Dormi pure sonni tranquilli, non ti scopriranno mai, anche perché una delle leggi non scritte del galateo culturale raccomanda di non indagare troppo a fondo sulle lacune altrui, per timore che s’indaghi sulle nostre. Vale per l’università e vale per l’editoria, come mostra questa vecchia vignetta del New Yorker.

L’intossicazione di letteratura secondaria è una tipica malattia accademica, che ho contratto anch’io. Nelle prime pagine di Vere presenze, George Steiner descriveva una società utopica resa immune da questo male:

Immaginate una società dove sia vietata ogni discussione che verte sulle arti, sulla musica e sulla letteratura. In questa società ogni discorso orale o scritto sui libri, sui quadri o sui componimenti seri è bollato come chiacchiericcio illecito (…). La mia è l’immagine inversa della Repubblica di Platone, una città dove il recensore e il critico sarebbero messi al bando: una repubblica per scrittori e lettori.

In una città del genere, cara Anonima lombarda, saremmo spacciati. Steiner scriveva tutto questo nell’epicentro del contagio di quello che è stato l’equivalente accademico della peste nera – il dilagare di poststrutturalismo, decostruzionismo e altre infestazioni gergali – e sognava di liberarsi dal ronzio della letteratura parassitica che “protegge il nostro sonnambulismo dall’illuminazione, spesso violenta e imperiosa, della pura presenza”.

Leggere romanzi (e goderne) non è facile, per chi si sia esercitato troppo a lungo a non sospendere l’incredulità ma, al contrario, a coltivarla con tenacia. Ricorda però – lo saprai meglio di me: sono i tuoi studi – che Coleridge parlava di willing suspension of disbelief, e quel willing viene spesso omesso (per quel che conta, la voce di Wikipedia dedicata al tema considera quell’aggettivo “ridondante” – ridondante!).

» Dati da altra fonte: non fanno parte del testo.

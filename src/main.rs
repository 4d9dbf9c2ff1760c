use clap::{Parser, Subcommand}; // command line argument parser
use miette::{IntoDiagnostic, WrapErr};
use opcalc::{
	config::{EvalConfig, NumberParsing, ReportPolicy, UnknownOperatorPolicy},
	report, Evaluator, Lexer,
};
use std::fs;
use std::path::PathBuf;

/// evaluated when no subcommand is given
const DEMO_EXPRESSION: &str = "10 + 10";

/// type to help us parse the command line arguments
#[derive(Parser, Debug)]
#[command(version, about, long_about=None)]
struct Args {
	#[command(subcommand)]
	command: Option<Commands>,

	/// fail on operators other than + - * / instead of dividing
	#[arg(long, global = true)]
	strict_operators: bool,

	/// treat non-numeric operands as NaN instead of rejecting the input
	#[arg(long, global = true)]
	lenient_numbers: bool,

	/// only report errors as invalid, print negative results as they are
	#[arg(long, global = true)]
	errors_only: bool,

	/// more logging, repeat for more
	#[arg(short, long, global = true, action = clap::ArgAction::Count)]
	verbose: u8,
}

/// holds the Command types argument type
#[derive(Debug, Subcommand)]
enum Commands {
	/// evaluates a single `<number> <operator> <number>` expression
	Eval {
		#[arg(allow_hyphen_values = true)]
		expression: String,
	},
	/// evaluates every non-blank line of a file
	File { filename: PathBuf },
	/// prints the tokens of an expression
	Tokenize {
		#[arg(allow_hyphen_values = true)]
		expression: String,
	},
}

impl Args {
	fn config(&self) -> EvalConfig {
		let mut config = EvalConfig::default();
		if self.strict_operators {
			config = config.with_unknown_operator(UnknownOperatorPolicy::Reject);
		}
		if self.lenient_numbers {
			config = config.with_numbers(NumberParsing::Lenient);
		}
		if self.errors_only {
			config = config.with_report(ReportPolicy::ErrorsOnly);
		}
		config
	}
}

/// prints the report line, returns false when the input itself was rejected
fn run(evaluator: &Evaluator, expression: &str) -> bool {
	let result = evaluator.evaluate(expression);
	match report::render(expression, result, evaluator.config().report) {
		Ok(line) => {
			println!("{line}");
			true
		},
		Err(e) => {
			eprintln!("{:?}", miette::Report::new(e));
			false
		},
	}
}

fn main() -> miette::Result<()> {
	let args = Args::parse();

	let level = match args.verbose {
		0 => log::LevelFilter::Warn,
		1 => log::LevelFilter::Info,
		2 => log::LevelFilter::Debug,
		_ => log::LevelFilter::Trace,
	};
	env_logger::Builder::new().filter_level(level).parse_default_env().init();

	let evaluator = Evaluator::new(args.config());
	log::debug!("using {:?}", evaluator.config());

	let mut erry = false;

	match args.command {
		None => erry = !run(&evaluator, DEMO_EXPRESSION),
		Some(Commands::Eval { expression }) => erry = !run(&evaluator, &expression),
		Some(Commands::File { filename }) => {
			let file_contents = fs::read_to_string(&filename)
				.into_diagnostic()
				.wrap_err_with(|| format!("reading {} file failed!", filename.display()))?;

			for (number, line) in file_contents.lines().enumerate() {
				if line.trim().is_empty() {
					continue;
				}
				log::info!("[line {}] {line}", number + 1);
				if !run(&evaluator, line) {
					erry = true;
				}
			}
		},
		Some(Commands::Tokenize { expression }) => {
			for token in Lexer::new(&expression) {
				println!("{token}");
			}
			println!("EOF  null");
		},
	}

	if erry {
		std::process::exit(65);
	}

	Ok(())
}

La sospensione dell’incredulità dev’essere volontaria. La vuoi? Devi faticare un po’. Perdona se sono così naïf, ma dieci anni fa, quando è nato il mio primo nipotino, ho fatto un’incredibile scoperta dell’acqua calda: addormentarsi è una cosa che si impara. Il poveretto starnazzava come un antifurto, e dovevo cullarlo per ore al suono di Bob Marley, l’unica cosa in grado di narcotizzarlo. Ecco, tu probabilmente hai disimparato ad addormentarti o, fuor di metafora, ad abbandonarti alla letteratura d’invenzione.

Il problema nasce spesso dalla contiguità tra le letture fatte per studio, in attitudine da “maestra del sospetto”, e quelle fatte per piacere. Devi spezzare il vincolo. Piccolo esercizio senza pretese: ricrea la repubblica ideale di Steiner per un giorno a settimana. Niente bibliografia secondaria, niente critica, niente teoria letteraria dalla sera prima, come per prepararti a un esame medico. Poi, al risveglio, solo romanzi e racconti, magari ripartendo da quei must read al cui potere incantatorio è difficile resistere – Dickens, Dumas, Stephen King, fai tu. Davanti a te, come santino o come mandala, tieni sempre questa magnifica foto. È Patti Smith che dorme profondamente leggendo Finnegans wake.